Romans, too, consumed cannabis for their own pleasure, but not in the way you might expect. Like many societies of classical antiquity, they harvested the plant for its seeds rather than its leaves, which were discarded as a waste product. When grounded, the seeds were used in medicine. When fried, they were served up as delicacies during lavish dinner parties. Roman chefs mentioned cannabis seeds in the same breath as caviar and cakes. Galen, the famous Roman physician, wrote that they were consumed “to stimulate an appetite for drinking.” Nowadays, it’s the seeds—not the leaves—that are considered useless. However, the Romans believed they, too, had some intoxicating properties; Galen adds that, when consumed in large amounts, the seeds would send people into a “warm and toxic vapor.”

Cannabis was so widely consumed in classical antiquity that people raised the same questions and concerns we are debating today. The Greek physician Pedanius Dioscorides, for instance, wrote that the plant’s spherical seeds, “when eaten in excess, diminish sexual potency.” Modern-day cannabis users are all too aware of the connection, even if they don’t eat seeds. As stated by Healthline, cannabis is “often associated with side effects that may affect sexual health, including erectile dysfunction.” Similar to some psychedelics, the general sense of euphoria generated by cannabis may counteract or override the reception of sexual stimuli.

Let’s skip forward a bit. Recreational smoking became especially popular after the 9th century AD. In the Middle East and Western Asia, the followers of Islam took up the habit for the simple but somewhat amusing reason that their holy scripture, the Quran, forbade the consumption of alcohol and various other intoxicating substances. Fortunately for Muslim stoners, the Quran did not say anything about weed. Of course, they smoked not just any weed, but hashish.

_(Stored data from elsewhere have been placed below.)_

/// Reasons a room placement request may be rejected by the world.
#[derive(Clone, Copy, Debug, PartialEq, Eq, Hash, Serialize, Deserialize, Error)]
pub enum PlacementError {
    /// The template identifier does not index the catalog.
    #[error("room template is not part of the catalog")]
    UnknownTemplate,
    /// The hotel cannot afford the room.
    #[error("not enough money to buy the room")]
    InsufficientFunds,
    /// A footprint tile lies outside the horizontal or lower bounds.
    #[error("room footprint leaves the hotel bounds")]
    OutOfBounds,
    /// A footprint tile lies on or above the first unbuilt floor.
    #[error("room footprint is above the highest built floor")]
    AboveCurrentHeight,
    /// A footprint tile overlaps an existing room.
    #[error("room footprint overlaps an occupied tile")]
    Occupied,
}

/// Reasons a floor purchase request may be rejected by the world.
#[derive(Clone, Copy, Debug, PartialEq, Eq, Hash, Serialize, Deserialize, Error)]
pub enum FloorError {
    /// Another floor would exceed the hotel's maximum height.
    #[error("the hotel already reaches its maximum height")]
    MaximumHeightReached,
}

/// Immutable representation of a single room's state used for queries.
#[derive(Clone, Debug, PartialEq)]
pub struct RoomSnapshot {
    /// Identifier assigned by the world.
    pub id: RoomId,
    /// Catalog entry the room was built from.
    pub template: RoomTemplateId,
    /// Hotel-local pivot of the room.
    pub origin: TileOffset,
    /// Current capacity; zero once flooded.
    pub capacity: u32,
    /// Number of guests currently checked in.
    pub guest_count: u32,
    /// Luxury tier of the room.
    pub luxury: LuxuryMultiplier,
    /// Whether any tile is below the lower bound.
    pub flooded: bool,
}

/// Immutable representation of a single guest's state used for queries.
#[derive(Clone, Debug, PartialEq)]
pub struct GuestSnapshot {
    /// Handle assigned by the world.
    pub id: GuestId,
    /// Current activity.
    pub activity: GuestActivity,
    /// Hotel-local position.
    pub position: Position,
    /// Room the guest is checked into, if any.
    pub room: Option<RoomId>,
    /// Luxury tier of the guest.
    pub luxury: LuxuryMultiplier,
    /// Remaining vacation budget.
    pub budget: f32,
    /// Remaining vacation time in seconds.
    pub vacation_time_left: f32,
    /// Remaining seconds per outstanding need, ordered by need type.
    pub needs: Vec<(NeedType, f32)>,
}

/// Economy figures exposed to display layers and systems.
#[derive(Clone, Copy, Debug, PartialEq)]
pub struct EconomySnapshot {
    /// Money available.
    pub money: f32,
    /// Mean of the recent reviews.
    pub rating: f32,
    /// Highest possible rating.
    pub max_rating: u32,
    /// Number of reviews currently averaged.
    pub review_count: usize,
}

impl EconomySnapshot {
    /// Rating expressed as a fraction of the maximum rating.
    #[must_use]
    pub fn rating_fraction(&self) -> f32 {
        if self.max_rating == 0 {
            return 0.0;
        }
        self.rating / self.max_rating as f32
    }
}

#[cfg(test)]
mod tests {
    use super::{
        FloorError, GuestId, HotelBounds, LuxuryMultiplier, PlacementError, Position, RoomId,
        RoomShape, TileOffset,
    };
    use serde::{de::DeserializeOwned, Serialize};

    #[test]
    fn manhattan_distance_matches_expectation() {
        let origin = TileOffset::new(-1, 1);
        let destination = TileOffset::new(2, -1);
        assert_eq!(origin.manhattan_distance(destination), 5);
        assert_eq!(destination.manhattan_distance(origin), 5);
    }

    #[test]
    fn neighbors_are_unit_distance() {
        let tile = TileOffset::new(3, 4);
        for neighbor in tile.neighbors() {
            assert_eq!(tile.manhattan_distance(neighbor), 1);
        }
    }

    fn assert_round_trip<T>(value: &T)
    where
        T: Serialize + DeserializeOwned + PartialEq + std::fmt::Debug,
    {
        let bytes = bincode::serialize(value).expect("serialize");
        let restored: T = bincode::deserialize(&bytes).expect("deserialize");
        assert_eq!(&restored, value);
    }

    #[test]
    fn identifiers_round_trip_through_bincode() {
        assert_round_trip(&GuestId::new(42));
        assert_round_trip(&RoomId::new(7));
        assert_round_trip(&PlacementError::AboveCurrentHeight);
        assert_round_trip(&FloorError::MaximumHeightReached);
    }

    #[test]
    fn shape_drops_repeated_offsets() {
        let shape = RoomShape::new(
            "dup",
            vec![
                TileOffset::new(0, 0),
                TileOffset::new(1, 0),
                TileOffset::new(0, 0),
            ],
        );
        assert_eq!(shape.len(), 2);
        assert_eq!(shape.offsets()[1], TileOffset::new(1, 0));
    }

    #[test]
    fn rectangle_shape_covers_every_tile() {
        let shape = RoomShape::rectangle("square", 2, 2);
        assert_eq!(shape.len(), 4);
        assert!(shape.contains(TileOffset::new(1, 1)));
        assert!(!shape.contains(TileOffset::new(2, 0)));
    }

    #[test]
    fn zero_luxury_is_raised_to_standard() {
        assert_eq!(LuxuryMultiplier::new(0), LuxuryMultiplier::STANDARD);
        assert!((LuxuryMultiplier::PREMIUM.factor() - 2.0).abs() < f32::EPSILON);
    }

    #[test]
    fn deserialized_zero_luxury_is_raised_to_standard() {
        let bytes = bincode::serialize(&0_u32).expect("serialize");
        let restored: LuxuryMultiplier = bincode::deserialize(&bytes).expect("deserialize");
        assert_eq!(restored, LuxuryMultiplier::STANDARD);
        assert_round_trip(&LuxuryMultiplier::PREMIUM);
    }

    #[test]
    fn bounds_derive_height_and_columns() {
        let bounds = HotelBounds::default();
        assert_eq!(bounds.max_height(), 16);
        assert_eq!(bounds.max_column(), 16);
        assert!((bounds.width_in_units() - 16.0).abs() < f32::EPSILON);
    }

    #[test]
    fn step_towards_snaps_when_close() {
        let start = Position::new(0.0, 0.0);
        let target = Position::new(1.0, 0.0);
        let halfway = start.step_towards(target, 0.5);
        assert!((halfway.x - 0.5).abs() < 1e-6);
        assert_eq!(halfway.step_towards(target, 0.75), target);
    }
}
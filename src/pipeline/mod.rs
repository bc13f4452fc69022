//! Host Pipeline
//!
//! Everything around the layout tree that makes it behave like a live UI
//! host: frame scheduling, resize and mutation observation, and the
//! terminal size source.
//!
//! # Frame Order
//!
//! ```text
//! microtasks → animation frames → layout flush → resize observers → microtasks
//! ```
//!
//! ## Key Design Principles
//!
//! - **Single thread**: all state sits behind `Rc<RefCell<_>>`, no locking
//! - **No borrow across callbacks**: observers may freely touch the document
//! - **Weak back-references**: callbacks hold a [`WeakHost`]

pub mod host;
pub mod observer;
pub mod scheduler;
pub mod terminal;

// Re-exports
pub use host::{FrameStats, Host, ObserverHandle, WeakHost, MAX_MICROTASK_ROUNDS};
pub use observer::{ObserveFlags, ObserverId, ResizeEntry};
pub use scheduler::FrameRequestId;
pub use terminal::{detect_terminal_size, DEFAULT_TERMINAL_SIZE};
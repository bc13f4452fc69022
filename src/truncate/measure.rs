//! Measurement pass - one synchronous truncation of a container.
//!
//! ```text
//! partition children → reset visibility → flush layout
//!     → reserve trailing width → scan for first overflow → hide the suffix
//! ```
//!
//! The pass is recomputed from scratch every time. It never looks at the
//! previous result, so running it twice on unchanged geometry is a no-op.

use crate::error::Result;
use crate::layout::{Document, ElementId, TRUNCATE_INDICATOR_ATTR};
use crate::types::{Rect, TruncateOptions};

/// Result of one measurement pass.
#[derive(Debug, Clone, Copy, PartialEq, Eq, Default)]
pub struct TruncationPass {
    /// Number of ordinary items (indicator excluded).
    pub item_count: usize,
    /// First hidden item. Equals `item_count` when everything fits.
    pub overflow_index: usize,
}

impl TruncationPass {
    /// Number of trailing items hidden by this pass.
    pub fn overflow_count(&self) -> usize {
        self.item_count - self.overflow_index
    }

    /// Number of leading items left visible.
    pub fn visible_count(&self) -> usize {
        self.overflow_index
    }
}

/// The edges an item must stay within.
#[derive(Debug, Clone, Copy, PartialEq)]
pub struct OverflowBoundary {
    /// Container right edge minus the reserved trailing width.
    pub right: f32,
    /// Container bottom edge, when vertical checking is on.
    pub bottom: Option<f32>,
}

/// A container's direct children, split by role.
#[derive(Debug, Clone, PartialEq, Eq, Default)]
pub struct Partition {
    /// First child carrying the indicator marker, if any.
    pub indicator: Option<ElementId>,
    /// Unmarked children, in document order.
    pub items: Vec<ElementId>,
}

/// Split `container`'s children into the overflow indicator and ordinary items.
///
/// Marked children are never items. Only the first one reserves width.
pub fn partition_children(doc: &Document, container: ElementId) -> Result<Partition> {
    let mut partition = Partition::default();
    for child in doc.children(container)? {
        if !doc.has_attribute(child, TRUNCATE_INDICATOR_ATTR)? {
            partition.items.push(child);
        } else if partition.indicator.is_none() {
            partition.indicator = Some(child);
        }
    }
    Ok(partition)
}

/// Index of the first item that crosses `boundary`, or `items.len()` when
/// none does.
///
/// An edge exactly on the boundary still fits.
pub fn find_overflow_index(boundary: OverflowBoundary, items: &[Rect]) -> usize {
    items
        .iter()
        .position(|rect| {
            let past_right = rect.right() > boundary.right;
            let past_bottom = boundary.bottom.is_some_and(|bottom| rect.bottom() > bottom);
            past_right || past_bottom
        })
        .unwrap_or(items.len())
}

/// Run one truncation pass over `container`.
///
/// Shows every ordinary item, flushes layout, measures, then hides the items
/// at and after the first one that crosses the boundary.
pub fn measure_overflow(
    doc: &mut Document,
    container: ElementId,
    options: &TruncateOptions,
) -> Result<TruncationPass> {
    let Partition { indicator, items } = partition_children(doc, container)?;
    if items.is_empty() {
        return Ok(TruncationPass::default());
    }

    for &item in &items {
        doc.set_hidden(item, false)?;
    }
    // Measure the fully expanded row, never the previous pass's state.
    doc.flush_layout()?;

    let reserved = match indicator {
        Some(indicator) => doc.bounding_client_rect(indicator)?.width,
        None => options.effective_min_buffer(),
    };
    let container_rect = doc.bounding_client_rect(container)?;
    let boundary = OverflowBoundary {
        right: container_rect.right() - reserved,
        bottom: options.check_vertical.then(|| container_rect.bottom()),
    };

    let rects = items
        .iter()
        .map(|&item| doc.bounding_client_rect(item))
        .collect::<Result<Vec<_>>>()?;
    let overflow_index = find_overflow_index(boundary, &rects);

    for (index, &item) in items.iter().enumerate() {
        doc.set_hidden(item, index >= overflow_index)?;
    }

    let pass = TruncationPass {
        item_count: items.len(),
        overflow_index,
    };
    tracing::trace!(
        items = pass.item_count,
        visible = pass.visible_count(),
        hidden = pass.overflow_count(),
        reserved,
        boundary = boundary.right,
        "truncation pass"
    );
    Ok(pass)
}
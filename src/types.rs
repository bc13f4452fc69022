//! Core types for spark-truncate.
//!
//! Geometry flowing out of the layout host, the style values elements are
//! built from, and the options that configure a truncation pass.

// =============================================================================
// Rect - Border box in viewport coordinates
// =============================================================================

/// An element's border box, in viewport coordinates.
///
/// Mirrors what a browser's `getBoundingClientRect()` returns: position of the
/// top-left corner plus size. Edges are derived, never stored.
#[derive(Debug, Clone, Copy, PartialEq, Default)]
pub struct Rect {
    pub x: f32,
    pub y: f32,
    pub width: f32,
    pub height: f32,
}

impl Rect {
    /// The empty rect reported for hidden or detached elements.
    pub const ZERO: Self = Self {
        x: 0.0,
        y: 0.0,
        width: 0.0,
        height: 0.0,
    };

    /// Create a new rect.
    pub const fn new(x: f32, y: f32, width: f32, height: f32) -> Self {
        Self { x, y, width, height }
    }

    #[inline]
    pub fn left(&self) -> f32 {
        self.x
    }

    #[inline]
    pub fn top(&self) -> f32 {
        self.y
    }

    #[inline]
    pub fn right(&self) -> f32 {
        self.x + self.width
    }

    #[inline]
    pub fn bottom(&self) -> f32 {
        self.y + self.height
    }

    /// Size as a `(width, height)` pair.
    #[inline]
    pub fn size(&self) -> (f32, f32) {
        (self.width, self.height)
    }
}

// =============================================================================
// Dimension - Supports absolute and percentage values
// =============================================================================

/// A dimension value that can be absolute, percentage, or auto.
///
/// # Examples
///
/// ```
/// use spark_truncate::Dimension;
///
/// let width = Dimension::Cells(50);       // 50 columns
/// let height = Dimension::Percent(100.0); // Full parent height
/// let auto = Dimension::Auto;             // Content-determined
/// ```
#[derive(Debug, Clone, Copy, PartialEq, Default)]
pub enum Dimension {
    /// Size from content.
    #[default]
    Auto,
    /// Absolute size in cells.
    Cells(u16),
    /// Percentage of parent size (0-100).
    Percent(f32),
}

impl From<u16> for Dimension {
    fn from(value: u16) -> Self {
        Self::Cells(value)
    }
}

// =============================================================================
// Flex Enums - For layout
// =============================================================================

/// Flex direction for container layout.
#[derive(Debug, Clone, Copy, PartialEq, Eq, Default)]
pub enum FlexDirection {
    #[default]
    Column,
    Row,
}

/// Flex wrap behavior.
///
/// Truncation only makes sense for `NoWrap` containers; `Wrap` exists so the
/// host can lay out ordinary multi-line content too.
#[derive(Debug, Clone, Copy, PartialEq, Eq, Default)]
pub enum FlexWrap {
    #[default]
    NoWrap,
    Wrap,
}

/// Align items (cross axis alignment).
#[derive(Debug, Clone, Copy, PartialEq, Eq, Default)]
pub enum AlignItems {
    #[default]
    Stretch,
    FlexStart,
    Center,
    FlexEnd,
}

/// Overflow behavior.
#[derive(Debug, Clone, Copy, PartialEq, Eq, Default)]
pub enum Overflow {
    #[default]
    Visible,
    Hidden,
}

// =============================================================================
// ElementStyle - The layout-relevant style of one element
// =============================================================================

/// Layout style for a single element.
///
/// Deliberately small: only what a row of labels and its container need.
/// Visibility is not part of the style; the engine toggles it separately so
/// the caller's style is never overwritten.
#[derive(Debug, Clone, Copy, PartialEq)]
pub struct ElementStyle {
    pub flex_direction: FlexDirection,
    pub flex_wrap: FlexWrap,
    pub align_items: AlignItems,
    pub overflow: Overflow,
    pub width: Dimension,
    pub height: Dimension,
    pub flex_shrink: f32,
    pub gap: u16,
    pub padding_left: u16,
    pub padding_right: u16,
    pub padding_top: u16,
    pub padding_bottom: u16,
}

impl Default for ElementStyle {
    fn default() -> Self {
        Self {
            flex_direction: FlexDirection::default(),
            flex_wrap: FlexWrap::default(),
            align_items: AlignItems::default(),
            overflow: Overflow::default(),
            width: Dimension::Auto,
            height: Dimension::Auto,
            flex_shrink: 1.0,
            gap: 0,
            padding_left: 0,
            padding_right: 0,
            padding_top: 0,
            padding_bottom: 0,
        }
    }
}

impl ElementStyle {
    /// A fixed-width, non-wrapping, overflow-hidden row.
    ///
    /// This is the container shape the truncation engine expects.
    pub fn truncating_row(width: u16) -> Self {
        Self {
            flex_direction: FlexDirection::Row,
            flex_wrap: FlexWrap::NoWrap,
            align_items: AlignItems::Center,
            overflow: Overflow::Hidden,
            width: Dimension::Cells(width),
            ..Default::default()
        }
    }

    /// A fixed-size box that keeps its width inside a row.
    pub fn fixed(width: u16, height: u16) -> Self {
        Self {
            width: Dimension::Cells(width),
            height: Dimension::Cells(height),
            flex_shrink: 0.0,
            ..Default::default()
        }
    }

    /// A content-sized item that keeps its width inside a row.
    pub fn item() -> Self {
        Self {
            flex_shrink: 0.0,
            ..Default::default()
        }
    }

    /// Set horizontal padding (left and right).
    pub fn with_padding_x(mut self, padding: u16) -> Self {
        self.padding_left = padding;
        self.padding_right = padding;
        self
    }

    /// Set the gap between children.
    pub fn with_gap(mut self, gap: u16) -> Self {
        self.gap = gap;
        self
    }

    /// Set the height.
    pub fn with_height(mut self, height: Dimension) -> Self {
        self.height = height;
        self
    }
}

// =============================================================================
// TruncateOptions - Configuration for the truncation engine
// =============================================================================

/// Configuration for a [`Truncator`](crate::Truncator).
#[derive(Debug, Clone, Copy, PartialEq)]
pub struct TruncateOptions {
    /// Trailing width reserved when no overflow indicator is rendered.
    pub min_buffer: f32,
    /// Also treat items whose bottom edge passes the container's bottom edge
    /// as overflowing.
    pub check_vertical: bool,
}

impl Default for TruncateOptions {
    fn default() -> Self {
        Self {
            min_buffer: 0.0,
            check_vertical: false,
        }
    }
}

impl TruncateOptions {
    /// Set the fallback reserved width.
    ///
    /// Negative or non-finite values are clamped to 0.
    pub fn with_min_buffer(mut self, min_buffer: f32) -> Self {
        self.min_buffer = sanitize_buffer(min_buffer);
        self
    }

    /// Enable or disable the bottom-edge overflow check.
    pub fn with_vertical_check(mut self, check_vertical: bool) -> Self {
        self.check_vertical = check_vertical;
        self
    }

    /// The buffer actually used by a pass.
    pub(crate) fn effective_min_buffer(&self) -> f32 {
        sanitize_buffer(self.min_buffer)
    }
}

fn sanitize_buffer(value: f32) -> f32 {
    if value.is_finite() && value >= 0.0 {
        value
    } else {
        tracing::warn!(min_buffer = value, "invalid min_buffer, using 0");
        0.0
    }
}

// =============================================================================
// Tests
// =============================================================================

#[cfg(test)]
mod tests {
    use super::*;

    #[test]
    fn test_rect_edges() {
        let rect = Rect::new(10.0, 2.0, 80.0, 3.0);
        assert_eq!(rect.left(), 10.0);
        assert_eq!(rect.right(), 90.0);
        assert_eq!(rect.top(), 2.0);
        assert_eq!(rect.bottom(), 5.0);
        assert_eq!(rect.size(), (80.0, 3.0));
        assert_eq!(Rect::ZERO.right(), 0.0);
    }

    #[test]
    fn test_truncating_row_shape() {
        let style = ElementStyle::truncating_row(300);
        assert_eq!(style.flex_direction, FlexDirection::Row);
        assert_eq!(style.flex_wrap, FlexWrap::NoWrap);
        assert_eq!(style.overflow, Overflow::Hidden);
        assert_eq!(style.width, Dimension::Cells(300));
    }

    #[test]
    fn test_fixed_items_do_not_shrink() {
        let style = ElementStyle::fixed(80, 1);
        assert_eq!(style.flex_shrink, 0.0);
        assert_eq!(ElementStyle::item().flex_shrink, 0.0);
        assert_eq!(ElementStyle::default().flex_shrink, 1.0);
    }

    #[test]
    fn test_options_default() {
        let options = TruncateOptions::default();
        assert_eq!(options.min_buffer, 0.0);
        assert!(!options.check_vertical);
    }

    #[test]
    fn test_min_buffer_clamped() {
        assert_eq!(TruncateOptions::default().with_min_buffer(-5.0).min_buffer, 0.0);
        assert_eq!(TruncateOptions::default().with_min_buffer(f32::NAN).min_buffer, 0.0);
        assert_eq!(TruncateOptions::default().with_min_buffer(40.0).min_buffer, 40.0);

        // Direct field writes are sanitized when used.
        let options = TruncateOptions {
            min_buffer: f32::INFINITY,
            check_vertical: false,
        };
        assert_eq!(options.effective_min_buffer(), 0.0);
    }
}
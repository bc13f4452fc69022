//! Terminal size detection.

/// Fallback size when the terminal cannot be queried (pipes, CI).
pub const DEFAULT_TERMINAL_SIZE: (u16, u16) = (80, 24);

/// Query the terminal size as `(columns, rows)`.
pub fn detect_terminal_size() -> (u16, u16) {
    match crossterm::terminal::size() {
        Ok((width, height)) if width > 0 && height > 0 => (width, height),
        Ok(_) => DEFAULT_TERMINAL_SIZE,
        Err(err) => {
            tracing::debug!("terminal size unavailable: {}", err);
            DEFAULT_TERMINAL_SIZE
        }
    }
}
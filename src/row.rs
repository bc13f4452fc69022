//! LabelRow - a truncating row of text labels with a "+N" indicator.
//!
//! The row closes the feedback loop a presentation layer needs:
//!
//! ```text
//! pass → count changes → indicator appended / relabelled / removed
//!      → mutation record → pass again (now reserving the indicator's width)
//! ```
//!
//! The sync is an `effect` over the truncator's count signal. The loop
//! settles because rewriting unchanged indicator text records no mutation
//! and the indicator only ever grows while the count is positive.

use std::cell::Cell;
use std::fmt;
use std::rc::Rc;

use spark_signals::effect;

use crate::error::Result;
use crate::layout::{Document, ElementId, TRUNCATE_INDICATOR_ATTR};
use crate::pipeline::{Host, WeakHost};
use crate::truncate::Truncator;
use crate::types::{Dimension, ElementStyle, TruncateOptions};

/// Style of a single label (and of the indicator).
pub fn label_style() -> ElementStyle {
    ElementStyle::item().with_padding_x(1)
}

/// Indicator label for `count` hidden items.
pub fn indicator_label(count: usize) -> String {
    format!("+{count}")
}

/// A row of labels truncated to a fixed width.
pub struct LabelRow {
    host: Host,
    container: ElementId,
    labels: Vec<ElementId>,
    indicator: Rc<Cell<Option<ElementId>>>,
    stop_sync: Option<Box<dyn FnOnce()>>,
    truncator: Truncator,
}

impl LabelRow {
    /// Build the row under `parent` and bind a truncator to it.
    ///
    /// The first pass runs immediately. The indicator it adds is only
    /// accounted for once mutations are delivered, so run
    /// [`Host::run_microtasks`] (or render a frame) before reading results.
    pub fn new<S: Into<String>>(
        host: &Host,
        parent: ElementId,
        width: u16,
        labels: impl IntoIterator<Item = S>,
        options: TruncateOptions,
    ) -> Result<Self> {
        let (container, label_ids) = host.with_document_mut(|doc| -> Result<_> {
            let container =
                doc.create_element(ElementStyle::truncating_row(width).with_gap(1))?;
            doc.append_child(parent, container)?;
            let mut ids = Vec::new();
            for text in labels {
                let label = doc.create_text(label_style(), text)?;
                doc.append_child(container, label)?;
                ids.push(label);
            }
            Ok((container, ids))
        })?;

        let indicator = Rc::new(Cell::new(None));
        let mut truncator = Truncator::new(host, options);

        let stop = {
            let host = host.downgrade();
            let indicator = indicator.clone();
            let count = truncator.overflow_signal();
            effect(move || sync_indicator(&host, container, &indicator, count.get()))
        };
        truncator.bind(Some(container));

        Ok(Self {
            host: host.clone(),
            container,
            labels: label_ids,
            indicator,
            stop_sync: Some(Box::new(stop)),
            truncator,
        })
    }

    pub fn container(&self) -> ElementId {
        self.container
    }

    /// The indicator element, present while the count is positive.
    pub fn indicator(&self) -> Option<ElementId> {
        self.indicator.get()
    }

    pub fn overflow_count(&self) -> usize {
        self.truncator.overflow_count()
    }

    pub fn truncator(&self) -> &Truncator {
        &self.truncator
    }

    /// Change the row width. Takes effect through the resize observer.
    pub fn set_width(&self, width: u16) -> Result<()> {
        self.host
            .with_document_mut(|doc| doc.set_width(self.container, Dimension::Cells(width)))
    }

    /// Append a label, ahead of the indicator.
    pub fn push_label(&mut self, text: impl Into<String>) -> Result<ElementId> {
        let reference = self.indicator.get();
        let label = self.host.with_document_mut(|doc| -> Result<_> {
            let label = doc.create_text(label_style(), text)?;
            doc.insert_before(self.container, label, reference)?;
            Ok(label)
        })?;
        self.labels.push(label);
        Ok(label)
    }

    /// Remove the label at `index`, returning its text.
    pub fn remove_label(&mut self, index: usize) -> Result<Option<String>> {
        if index >= self.labels.len() {
            return Ok(None);
        }
        let label = self.labels.remove(index);
        self.host.with_document_mut(|doc| -> Result<_> {
            let text = doc.text(label)?.map(str::to_string);
            doc.remove(label)?;
            Ok(text)
        })
    }

    /// All label texts, in order.
    pub fn labels(&self) -> Result<Vec<String>> {
        self.host
            .with_document(|doc| self.label_texts(doc, |_| Ok(true)))
    }

    /// Texts of the labels the last pass left visible.
    pub fn visible_labels(&self) -> Result<Vec<String>> {
        self.host
            .with_document(|doc| self.label_texts(doc, |label| Ok(!doc.is_hidden(label)?)))
    }

    /// Current indicator text, e.g. `+3`.
    pub fn indicator_text(&self) -> Result<Option<String>> {
        let Some(indicator) = self.indicator.get() else {
            return Ok(None);
        };
        self.host
            .with_document(|doc| Ok(doc.text(indicator)?.map(str::to_string)))
    }

    fn label_texts(
        &self,
        doc: &Document,
        keep: impl Fn(ElementId) -> Result<bool>,
    ) -> Result<Vec<String>> {
        let mut texts = Vec::new();
        for &label in &self.labels {
            if keep(label)? {
                texts.push(doc.text(label)?.unwrap_or_default().to_string());
            }
        }
        Ok(texts)
    }
}

impl fmt::Debug for LabelRow {
    fn fmt(&self, f: &mut fmt::Formatter<'_>) -> fmt::Result {
        f.debug_struct("LabelRow")
            .field("container", &self.container)
            .field("labels", &self.labels.len())
            .field("indicator", &self.indicator.get())
            .field("overflow_count", &self.overflow_count())
            .finish()
    }
}

impl Drop for LabelRow {
    fn drop(&mut self) {
        if let Some(stop) = self.stop_sync.take() {
            stop();
        }
    }
}

/// Bring the indicator in line with `count`.
fn sync_indicator(
    host: &WeakHost,
    container: ElementId,
    indicator: &Cell<Option<ElementId>>,
    count: usize,
) {
    let Some(host) = host.upgrade() else {
        return;
    };
    let result = host.with_document_mut(|doc| -> Result<()> {
        match (indicator.get(), count) {
            (None, 0) => {}
            (Some(el), 0) => {
                indicator.set(None);
                if doc.exists(el) {
                    doc.remove(el)?;
                }
            }
            (Some(el), count) if doc.exists(el) => {
                doc.set_text(el, indicator_label(count))?;
            }
            (_, count) => {
                let el = doc.create_text(label_style(), indicator_label(count))?;
                doc.set_attribute(el, TRUNCATE_INDICATOR_ATTR, "")?;
                doc.append_child(container, el)?;
                indicator.set(Some(el));
            }
        }
        Ok(())
    });
    if let Err(err) = result {
        tracing::warn!("overflow indicator update failed: {}", err);
    }
}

Skipping forward again, this time to the 16th century—the century that cannabis arrived in the New World, and for the sole purpose of making rope, no less. Actually, Americans did not start smoking weed until about one hundred years ago, when Mexican immigrants entered the country to seek refuge from the Mexican Revolution. For decades, the U.S. government turned a blind eye on this harmless, multicultural and age-old practice. However, this changed during the Great Depression, when Washington redirected the anger of unemployed workers to their Mexican brethren. After millennia of peaceful consumption, cannabis was suddenly decried as an “evil weed,” and, in 1937, the U.S. became the first country in the world to criminalize cannabis on a national level.

The rest, at this point in time, has now become history as well.